Alternattiva Demokratika – the Green Party urged government to do its part in the global effort to reduce emissions and tackle the world’s fossil fuel-driven economy.

Addressing a press conference in Valletta, AD chairperson Arnold Cassola welcomed the conclusions of the Paris COP21 Climate Change summit with efforts to tackle climate change effectively.

He pointed out that countries such as Saudi Arabia, despite being extremely wealthy, were resisting changes to their economy and were “shamefully refusing” to help poor countries.

“It is extremely important that the Paris COP21 conference results in a strong commitment to tackle climate change. Climate change impacts our health, our economy and as an island threatens our coasts through rising sea levels,” AD deputy chairman Carmel Cacopardo said.
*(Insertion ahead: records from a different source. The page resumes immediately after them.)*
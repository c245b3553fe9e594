//! Serde adapter for optional binary blobs, encoded as base64 strings in
//! JSON. Used for event image payloads crossing the HTTP boundary.

use base64::Engine as _;
use base64::engine::general_purpose::STANDARD as B64;
use serde::{Deserialize, Deserializer, Serializer};

pub fn serialize<S>(bytes: &Option<Vec<u8>>, ser: S) -> Result<S::Ok, S::Error>
where
  S: Serializer,
{
  match bytes {
    Some(b) => ser.serialize_some(&B64.encode(b)),
    None => ser.serialize_none(),
  }
}

pub fn deserialize<'de, D>(de: D) -> Result<Option<Vec<u8>>, D::Error>
where
  D: Deserializer<'de>,
{
  let encoded: Option<String> = Option::deserialize(de)?;
  encoded
    .map(|s| B64.decode(s).map_err(serde::de::Error::custom))
    .transpose()
}
//! [`ImageCache`] — a process-wide, time-bounded cache for event image
//! blobs.
//!
//! Entries expire on a 30-minute sliding window (reset on each access) or
//! one hour after population, whichever comes first. Writers to different
//! keys never block each other. Writes to the same key are linearized
//! through a per-key generation counter: [`ImageCache::invalidate`] bumps
//! the generation, and a population that loaded under an older generation
//! is discarded instead of resurrecting stale bytes.

use std::{
  future::Future,
  time::{Duration, Instant},
};

use dashmap::DashMap;

/// Expiry policy; injectable so tests can use millisecond windows.
#[derive(Debug, Clone, Copy)]
pub struct CachePolicy {
  /// Entry is stale once this long has elapsed since the last access.
  pub sliding:  Duration,
  /// Entry is stale once this long has elapsed since population,
  /// regardless of accesses.
  pub absolute: Duration,
}

impl Default for CachePolicy {
  fn default() -> Self {
    Self {
      sliding:  Duration::from_secs(30 * 60),
      absolute: Duration::from_secs(60 * 60),
    }
  }
}

struct Entry {
  /// `None` is a cached value: the event has no image. Distinct from the
  /// absence of an entry.
  image:       Option<Vec<u8>>,
  generation:  u64,
  inserted_at: Instant,
  last_access: Instant,
}

pub struct ImageCache {
  entries:     DashMap<i64, Entry>,
  generations: DashMap<i64, u64>,
  policy:      CachePolicy,
}

impl ImageCache {
  pub fn new() -> Self {
    Self::with_policy(CachePolicy::default())
  }

  pub fn with_policy(policy: CachePolicy) -> Self {
    Self {
      entries: DashMap::new(),
      generations: DashMap::new(),
      policy,
    }
  }

  fn generation(&self, event_id: i64) -> u64 {
    self.generations.get(&event_id).map(|g| *g).unwrap_or(0)
  }

  /// Return the cached blob for `event_id`, or invoke `loader` once and
  /// cache its result. Expiry is checked lazily on access.
  ///
  /// The per-key lock is never held across the loader await, so concurrent
  /// callers on other keys proceed freely.
  pub async fn get_or_load<F, Fut, E>(
    &self,
    event_id: i64,
    loader: F,
  ) -> Result<Option<Vec<u8>>, E>
  where
    F: FnOnce() -> Fut,
    Fut: Future<Output = Result<Option<Vec<u8>>, E>>,
  {
    // Read the generation before touching the entry; the reverse order
    // could deadlock against invalidate(), which locks in this order too.
    let generation = self.generation(event_id);

    if let Some(mut entry) = self.entries.get_mut(&event_id) {
      let now = Instant::now();
      let fresh = entry.generation == generation
        && now.duration_since(entry.last_access) < self.policy.sliding
        && now.duration_since(entry.inserted_at) < self.policy.absolute;
      if fresh {
        entry.last_access = now;
        return Ok(entry.image.clone());
      }
    }

    let image = loader().await?;

    // Check-and-set: discard the population if an invalidation landed
    // while the loader ran. The invalidation's data is newer.
    if self.generation(event_id) == generation {
      let now = Instant::now();
      self.entries.insert(event_id, Entry {
        image: image.clone(),
        generation,
        inserted_at: now,
        last_access: now,
      });
    }

    Ok(image)
  }

  /// Drop the entry for `event_id` and fence out any in-flight population.
  /// Called by the event service on every create, update, and delete.
  pub fn invalidate(&self, event_id: i64) {
    *self.generations.entry(event_id).or_insert(0) += 1;
    self.entries.remove(&event_id);
  }

  #[cfg(test)]
  fn contains(&self, event_id: i64) -> bool {
    self.entries.contains_key(&event_id)
  }
}

impl Default for ImageCache {
  fn default() -> Self {
    Self::new()
  }
}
Cacopardo said that even though the government approved a National Sustainable Development Plan in 2008, the plan remained on paper and was completely ignored.

“Malta too must do its part to reduce its effects on the climate by seriously promoting and investing in renewable energy and the drastic reduction of cars on the road through effective mass transportation systems,” he said.
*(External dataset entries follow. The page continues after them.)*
//! Handlers for `/enrollments` endpoints.
//!
//! | Method   | Path | Notes |
//! |----------|------|-------|
//! | `GET`    | `/enrollments` | Optional `?event_id=`; unscoped = system-wide |
//! | `POST`   | `/enrollments` | 201 on admission, 409 on duplicate |
//! | `GET`    | `/enrollments/:id` | 404 if not found |
//! | `DELETE` | `/enrollments/:id` | `deleted: false` if absent |

use axum::{
  Json,
  extract::{Path, Query, State},
  http::StatusCode,
  response::IntoResponse,
};
use chrono::{DateTime, Utc};
use serde::Deserialize;

use gather_core::{
  store::{EnrollmentStore, EventStore, ParticipantStore},
  view::EnrollmentView,
};
use gather_service::EnrollmentRequest;

use crate::{AppState, Deleted, error::ApiError};

// ─── List ─────────────────────────────────────────────────────────────────────

#[derive(Debug, Deserialize)]
pub struct ListParams {
  pub event_id: Option<i64>,
}

/// `GET /enrollments[?event_id=<id>]`
pub async fn list<S>(
  State(state): State<AppState<S>>,
  Query(params): Query<ListParams>,
) -> Result<Json<Vec<EnrollmentView>>, ApiError>
where
  S: EventStore + EnrollmentStore + ParticipantStore + 'static,
{
  let views = state
    .enrollments
    .list_enrollments(params.event_id, &state.cancel)
    .await?;
  Ok(Json(views))
}

// ─── Enroll ───────────────────────────────────────────────────────────────────

#[derive(Debug, Deserialize)]
pub struct EnrollBody {
  pub account_id:    String,
  pub event_id:      i64,
  pub registered_at: Option<DateTime<Utc>>,
}

/// `POST /enrollments` — body: `{"account_id":"...","event_id":1}`
pub async fn create<S>(
  State(state): State<AppState<S>>,
  Json(body): Json<EnrollBody>,
) -> Result<impl IntoResponse, ApiError>
where
  S: EventStore + EnrollmentStore + ParticipantStore + 'static,
{
  let view = state
    .enrollments
    .enroll(
      EnrollmentRequest {
        account_id:    body.account_id,
        event_id:      body.event_id,
        registered_at: body.registered_at,
      },
      &state.cancel,
    )
    .await?;
  Ok((StatusCode::CREATED, Json(view)))
}

// ─── Get one / cancel ────────────────────────────────────────────────────────

/// `GET /enrollments/:id`
pub async fn get_one<S>(
  State(state): State<AppState<S>>,
  Path(id): Path<i64>,
) -> Result<Json<EnrollmentView>, ApiError>
where
  S: EventStore + EnrollmentStore + ParticipantStore + 'static,
{
  let view = state.enrollments.get_enrollment(id, &state.cancel).await?;
  Ok(Json(view))
}

/// `DELETE /enrollments/:id`
pub async fn delete<S>(
  State(state): State<AppState<S>>,
  Path(id): Path<i64>,
) -> Result<Json<Deleted>, ApiError>
where
  S: EventStore + EnrollmentStore + ParticipantStore + 'static,
{
  let deleted = state
    .enrollments
    .cancel_enrollment(id, &state.cancel)
    .await?;
  Ok(Json(Deleted { deleted }))
}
“There is also a need to speed up the process to reduce waste, particularly organic waste, and move from the pilot project phase to a country wide system to tackle this waste stream.”

Cacopardo spoke of the urgent need for a national Carbon Budget with specific targets.
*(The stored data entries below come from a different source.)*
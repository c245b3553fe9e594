//! SQLite backend for the Gather event engine.
//!
//! Wraps [`tokio_rusqlite`] so all database access runs on a dedicated thread
//! without blocking the async runtime.

mod encode;
mod schema;
mod store;

pub mod error;

pub use error::{Error, Result};
pub use store::SqliteStore;

#[cfg(test)]
mod tests;
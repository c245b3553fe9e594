//! [`EnrollmentService`] — admission control and roster queries.
//!
//! The admission pipeline resolves the caller's participant profile, runs a
//! same-event duplicate check as a fast path, validates, and performs a
//! single write. The store's uniqueness constraint on (participant, event)
//! is the authoritative guard: when two concurrent attempts both pass the
//! fast path, the losing insert comes back as a duplicate and is reported
//! as [`Error::AlreadyEnrolled`], so exactly one attempt succeeds.

use std::sync::Arc;

use chrono::{DateTime, Utc};
use validator::Validate as _;

use gather_core::{
  Error, Result,
  cancel::CancelToken,
  enrollment::{EnrollmentInsert, NewEnrollment},
  store::{EnrollmentStore, ParticipantStore},
  view::EnrollmentView,
};

use crate::ensure_live;

/// An enrollment attempt, keyed by the caller's external account
/// identifier. `registered_at` is server-assigned when absent.
#[derive(Debug, Clone)]
pub struct EnrollmentRequest {
  pub account_id:    String,
  pub event_id:      i64,
  pub registered_at: Option<DateTime<Utc>>,
}

pub struct EnrollmentService<S> {
  store: Arc<S>,
}

impl<S> EnrollmentService<S>
where
  S: EnrollmentStore + ParticipantStore + 'static,
{
  pub fn new(store: Arc<S>) -> Self {
    Self { store }
  }

  /// Admit an enrollment or reject it with a typed error.
  pub async fn enroll(
    &self,
    request: EnrollmentRequest,
    cancel: &CancelToken,
  ) -> Result<EnrollmentView> {
    ensure_live(cancel)?;

    let participant = self
      .store
      .find_participant_by_account(&request.account_id)
      .await
      .map_err(Error::store)?
      .ok_or_else(|| Error::AccountNotRegistered(request.account_id.clone()))?;

    // Fast path only: a friendlier rejection without burning a write. The
    // unique index remains the authority under concurrent attempts.
    let existing = self
      .store
      .enrollments_for_participant(participant.id, request.event_id)
      .await
      .map_err(Error::store)?;
    if !existing.is_empty() {
      return Err(Error::AlreadyEnrolled);
    }

    let input = NewEnrollment {
      event_id:       request.event_id,
      participant_id: participant.id,
      registered_at:  request.registered_at,
    };
    input.validate().map_err(Error::from)?;

    ensure_live(cancel)?;
    match self.store.create_enrollment(input).await.map_err(Error::store)? {
      EnrollmentInsert::Created(enrollment) => {
        tracing::info!(
          enrollment_id = enrollment.id,
          event_id = enrollment.event_id,
          participant_id = enrollment.participant_id,
          "enrollment admitted"
        );
        Ok(EnrollmentView::assemble(enrollment, participant))
      }
      EnrollmentInsert::DuplicatePair => Err(Error::AlreadyEnrolled),
      EnrollmentInsert::EventMissing => Err(Error::EventNotFound(request.event_id)),
    }
  }

  /// Idempotent cancellation: `true` on the first call, `false` (not an
  /// error) on any repeat or for an unknown id.
  pub async fn cancel_enrollment(&self, id: i64, cancel: &CancelToken) -> Result<bool> {
    ensure_live(cancel)?;
    let deleted = self.store.delete_enrollment(id).await.map_err(Error::store)?;
    if deleted {
      tracing::info!(enrollment_id = id, "enrollment cancelled");
    }
    Ok(deleted)
  }

  /// Roster listing with participant info; scoped to one event when
  /// `event_id` is given, system-wide otherwise.
  pub async fn list_enrollments(
    &self,
    event_id: Option<i64>,
    cancel: &CancelToken,
  ) -> Result<Vec<EnrollmentView>> {
    ensure_live(cancel)?;
    let rows = self
      .store
      .list_enrollments(event_id)
      .await
      .map_err(Error::store)?;

    Ok(
      rows
        .into_iter()
        .map(|(enrollment, participant)| {
          EnrollmentView::assemble(enrollment, participant)
        })
        .collect(),
    )
  }

  pub async fn get_enrollment(&self, id: i64, cancel: &CancelToken) -> Result<EnrollmentView> {
    ensure_live(cancel)?;
    let enrollment = self
      .store
      .get_enrollment(id)
      .await
      .map_err(Error::store)?
      .ok_or(Error::EnrollmentNotFound(id))?;

    let participant = self
      .store
      .get_participant(enrollment.participant_id)
      .await
      .map_err(Error::store)?
      .ok_or(Error::ParticipantNotFound(enrollment.participant_id))?;

    Ok(EnrollmentView::assemble(enrollment, participant))
  }
}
“Reducing the country's dependence on fossil fuels is an opportunity to, reduce the impact on the climate, clean the air, reduce pollution and build a modern, sustainable green economy.”

AD spokesperson on transport and energy, Ralph Cassar, expressed the hope that the Paris accords, despite its shortcomings, will provide a good basis to get developed countries to carry their responsibility and help the most vulnerable countries to develop sustainably.

“We welcome the measures to keep temperature rise below 2 degrees Celsius and the efforts to limit the rise to not more than 1.5 degrees Celcius,” Cassar said.

“We hope that the measures agreed on will really be effective and bind countries to take real and effective action. It is encouraging that 195 countries came together to push for an effective agreement.”

He said, that the fact that the climate agreement will be revised periodically to make sure that the targets are reached is positive.

“We cannot but notice the change in attitude from the previous climate summits, the change in attitude of the USA and China and the push in

favour of an effective agreement by countries such as Brasil. The efforts of Pope Francis and civil society to keep up pressure on policy makers to come to an effective agreement is laudable and hopefully will bear fruit."

During the press conference, AD activists wore high-visibility vests to emphasise the importance of tackling climate change. The vests carried the European Green Party's message: 'There is no Planet B'.